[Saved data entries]
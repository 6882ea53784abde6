//! Change notifications
//!
//! The engine emits one [`CellChanged`] per address whose *displayed* value
//! actually changed over a whole operation (mutation plus the recalculation
//! it triggers). Recomputing a formula to the same value emits nothing, so
//! a no-op `refresh_all` is silent.

use ahash::AHashMap;
use sheetflow_core::{CellAddress, CellValue};
use sheetflow_formula::CellKey;

/// A cell's displayed value changed
#[derive(Debug, Clone, PartialEq)]
pub struct CellChanged {
    /// Sheet index
    pub sheet: usize,
    /// Row index (0-based)
    pub row: u32,
    /// Column index (0-based)
    pub col: u16,
    /// Displayed value before the operation
    pub old: CellValue,
    /// Displayed value after the operation
    pub new: CellValue,
}

impl CellChanged {
    /// The cell's address
    pub fn address(&self) -> CellAddress {
        CellAddress::new(self.row, self.col)
    }
}

/// Collects the first-seen prior display value of every cell an operation
/// touches. Flushed once at the end of the operation, so a cell that is
/// written twice (mutation, then recalculation) still produces at most one
/// event, comparing the true before and after.
#[derive(Debug, Default)]
pub(crate) struct ChangeTracker {
    old: AHashMap<CellKey, CellValue>,
}

impl ChangeTracker {
    pub(crate) fn new() -> Self {
        Self::default()
    }

    /// Record a cell's display value before it is (re)written. Only the
    /// first record per cell counts.
    pub(crate) fn record(&mut self, key: CellKey, old_display: CellValue) {
        self.old.entry(key).or_insert(old_display);
    }

    /// Tracked cells with their prior display values
    pub(crate) fn drain(self) -> impl Iterator<Item = (CellKey, CellValue)> {
        self.old.into_iter()
    }
}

Exercise prompt -> May I have the entries returned exactly, with every line in place?

Result ->
repository 6882ea53784abde6
//! Change notifications
//!
//! The engine emits one [`CellChanged`] per address whose *displayed* value
//! actually changed over a whole operation (mutation plus the recalculation
//! it triggers). Recomputing a formula to the same value emits nothing, so
//! a no-op `refresh_all` is silent.

use ahash::AHashMap;
use sheetflow_core::{CellAddress, CellValue};
use sheetflow_formula::CellKey;

/// A cell's displayed value changed
#[derive(Debug, Clone, PartialEq)]
pub struct CellChanged {
    /// Sheet index
    pub sheet: usize,
    /// Row index (0-based)
    pub row: u32,
    /// Column index (0-based)
    pub col: u16,
    /// Displayed value before the operation
    pub old: CellValue,
    /// Displayed value after the operation
    pub new: CellValue,
}

impl CellChanged {
    /// The cell's address
    pub fn address(&self) -> CellAddress {
        CellAddress::new(self.row, self.col)
    }
}

/// Collects the first-seen prior display value of every cell an operation
/// touches. Flushed once at the end of the operation, so a cell that is
/// written twice (mutation, then recalculation) still produces at most one
/// event, comparing the true before and after.
#[derive(Debug, Default)]
pub(crate) struct ChangeTracker {
    old: AHashMap<CellKey, CellValue>,
}

impl ChangeTracker {
    pub(crate) fn new() -> Self {
        Self::default()
    }

    /// Record a cell's display value before it is (re)written. Only the
    /// first record per cell counts.
    pub(crate) fn record(&mut self, key: CellKey, old_display: CellValue) {
        self.old.entry(key).or_insert(old_display);
    }

    /// Tracked cells with their prior display values
    pub(crate) fn drain(self) -> impl Iterator<Item = (CellKey, CellValue)> {
        self.old.into_iter()
    }
}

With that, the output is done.